Friday, September 2, 2022
The Two Legal Academies, Part II: Scholarship
In the first post in this series, I focused on how different the hiring market looks from the perspective of an unranked school compared to how it looks in the top schools. The response I got on Twitter and through private correspondence suggests that a lot of people involved in hiring at unranked or lower-ranked schools feel the same way. Today's post is about doing scholarship in The Other Legal Academy. The last post will be about teaching in The Other Legal Academy. In these posts, I am less confident than I was in the first that I speak for many others, but I think what I have to say will resonate with at least some of my colleagues in The Other Legal Academy.

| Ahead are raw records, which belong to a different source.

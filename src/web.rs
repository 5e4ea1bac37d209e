//! Browser entry points exported to page scripts.
//!
//! SYSTEM CONTEXT
//! ==============
//! Templates call these from inline scripts: a role guard on page load, then
//! one loader per widget. Each loader takes the id of the element it fills, so
//! markup stays owned by the templates. All exports share one dispatcher for
//! the lifetime of the page.

use std::sync::Arc;

use wasm_bindgen::prelude::*;

use crate::auth::SessionManager;
use crate::dispatch::Dispatcher;
use crate::navigation::{BrowserNavigator, Navigator};
use crate::pages::{account, activity, menu};
use crate::session::{Role, SessionStore};
use crate::storage::LocalStorage;
use crate::transport::GlooTransport;

thread_local! {
    static PAGE_DISPATCHER: Dispatcher = Dispatcher::new(SessionManager::new(
        SessionStore::new(Arc::new(LocalStorage)),
        Arc::new(GlooTransport),
        Arc::new(BrowserNavigator),
        "",
    ));
}

/// The page-wide dispatcher. Clones share one session and refresh gate, so
/// loaders started together refresh an expired token once.
fn dispatcher() -> Dispatcher {
    PAGE_DISPATCHER.with(Dispatcher::clone)
}

fn element(id: &str) -> Option<web_sys::Element> {
    let found = web_sys::window()
        .and_then(|w| w.document())
        .and_then(|d| d.get_element_by_id(id));
    if found.is_none() {
        tracing::warn!(id, "target element not found");
    }
    found
}

fn set_html(id: &str, html: &str) {
    if let Some(el) = element(id) {
        el.set_inner_html(html);
    }
}

fn set_text(id: &str, text: &str) {
    if let Some(el) = element(id) {
        el.set_text_content(Some(text));
    }
}

#[wasm_bindgen(start)]
pub fn start() {
    console_error_panic_hook::set_once();
    let _ = console_log::init_with_level(log::Level::Info);
}

#[wasm_bindgen(js_name = isAuthenticated)]
pub fn is_authenticated() -> bool {
    dispatcher().session().is_authenticated()
}

/// Redirect to login unless the stored user has `role`. Unknown role names
/// always redirect.
#[wasm_bindgen(js_name = requireRole)]
pub fn require_role(role: &str) -> bool {
    let dispatcher = dispatcher();
    match role.parse::<Role>() {
        Ok(role) => dispatcher.session().require_role(role),
        Err(e) => {
            tracing::warn!(error = %e, "page guard given an unknown role");
            BrowserNavigator.go_to_login();
            false
        }
    }
}

#[wasm_bindgen(js_name = showUserName)]
pub fn show_user_name(target_id: &str) {
    if let Some(name) = dispatcher().session().display_name() {
        set_text(target_id, &name);
    }
}

/// Sign in and open the home page for the user's role. Rejected credentials
/// come back to the caller as the server's message.
#[wasm_bindgen]
pub async fn login(email: String, password: String) -> Result<(), JsValue> {
    let dispatcher = dispatcher();
    dispatcher
        .session()
        .login(&email, &password)
        .await
        .map_err(|e| JsValue::from_str(&e.to_string()))?;
    let target = dispatcher.session().landing_path().unwrap_or("/");
    if let Some(w) = web_sys::window() {
        w.location().set_href(target)?;
    }
    Ok(())
}

#[wasm_bindgen]
pub async fn logout() -> Result<(), JsValue> {
    dispatcher().session().logout().await;
    Ok(())
}

#[wasm_bindgen(js_name = loadRecentActivity)]
pub async fn load_recent_activity(target_id: String) -> Result<(), JsValue> {
    let feed = activity::load_recent_activity(&dispatcher()).await;
    set_html(&target_id, &activity::render_activity(&feed));
    Ok(())
}

#[wasm_bindgen(js_name = loadDashboardData)]
pub async fn load_dashboard_data(target_id: String) -> Result<(), JsValue> {
    let summary = account::load_account_summary(&dispatcher()).await;
    set_html(&target_id, &account::render_account_summary(&summary));
    Ok(())
}

#[wasm_bindgen(js_name = loadTodayMenu)]
pub async fn load_today_menu(target_id: String, headline_id: String) -> Result<(), JsValue> {
    let view = menu::load_today_menu(&dispatcher()).await;
    set_text(&headline_id, &view.headline());
    set_html(&target_id, &menu::render_menu(&view));
    Ok(())
}
use super::*;

#[test]
fn headers_set_replaces_case_insensitively() {
    let mut headers = Headers::new();
    headers.set("Content-Type", "application/json");
    headers.set("content-type", "text/plain");

    assert_eq!(headers.len(), 1);
    assert_eq!(headers.get("CONTENT-TYPE"), Some("text/plain"));
}

#[test]
fn headers_merge_prefers_overlay() {
    let mut base = Headers::new();
    base.set("Content-Type", "application/json");
    base.set("Authorization", "Bearer a");

    let mut overlay = Headers::new();
    overlay.set("authorization", "Bearer caller");
    overlay.set("X-Trace", "1");

    base.merge(&overlay);
    assert_eq!(base.get("Authorization"), Some("Bearer caller"));
    assert_eq!(base.get("Content-Type"), Some("application/json"));
    assert_eq!(base.get("x-trace"), Some("1"));
    assert_eq!(base.len(), 3);
}

#[test]
fn post_json_serializes_body() {
    let options = RequestOptions::post_json(&serde_json::json!({ "email": "a@b.test" })).unwrap();
    assert_eq!(options.method, Method::Post);
    assert_eq!(options.body.as_deref(), Some(r#"{"email":"a@b.test"}"#));
}

#[test]
fn response_ok_covers_2xx_only() {
    assert!(ApiResponse::new(200, "").ok());
    assert!(ApiResponse::new(204, "").ok());
    assert!(!ApiResponse::new(301, "").ok());
    assert!(!ApiResponse::new(401, "").ok());
    assert!(ApiResponse::new(401, "").is_unauthorized());
}

#[test]
fn into_json_maps_error_body_message() {
    let err = ApiResponse::new(403, r#"{"error":"account inactive"}"#)
        .into_json::<serde_json::Value>()
        .unwrap_err();
    match err {
        ApiError::Status { status, message } => {
            assert_eq!(status, 403);
            assert_eq!(message, "account inactive");
        }
        other => panic!("unexpected error: {other:?}"),
    }
}

#[test]
fn into_json_reports_malformed_success_body() {
    let err = ApiResponse::new(200, "<html>").into_json::<serde_json::Value>().unwrap_err();
    assert!(matches!(err, ApiError::Decode(_)));
}

#[test]
fn method_display_is_uppercase_verb() {
    assert_eq!(Method::Delete.to_string(), "DELETE");
    assert_eq!(RequestOptions::get().method, Method::Get);
}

I should start by thanking Orin Kerr (right), whose excellent podcast, The Legal Academy, helped me crystallize my thoughts on this subject. That podcast featured interviews with some very accomplished law professors who described what it is like to work, teach, and do scholarship in The Legal Academy. I love listening to such people. They are inspiring, insightful, witty, and wise. Each has a unique narrative. But their lives and work overlap with mine only slightly. I wrote to Orin and pointed out that there is a different legal academy out there. Because his podcast was in part aimed at job candidates, I thought he should let them know that not every c.v. looks like that of Orin's first guest, Akhil Amar. Professor Amar went from Yale College, directly into Yale Law School, directly to a Supreme Court clerkship, directly into teaching at Yale Law School, where he's been ever since, other than some guest teaching stints. [Correction: Professor Amar clerked for Stephen Breyer, but that was when he was Judge Breyer of the First Circuit -- thanks to Guha Krishnamurthi for that correction!] Professor Amar has had an extraordinary career, but he may be the single least representative member of the legal academy. Orin is a mensch, and he took my comments to heart, attempting to broaden his approach, but still, he did not manage to penetrate very deeply into my portion of the legal academy. How could he? The two legal academies meet fleetingly. It would be hard for him to know whom to invite. In one episode, with a guest who has taught at an unranked law school, Orin asked about that experience, but the guest either misunderstood the question or did not want to answer it. The subject matter was never really explored.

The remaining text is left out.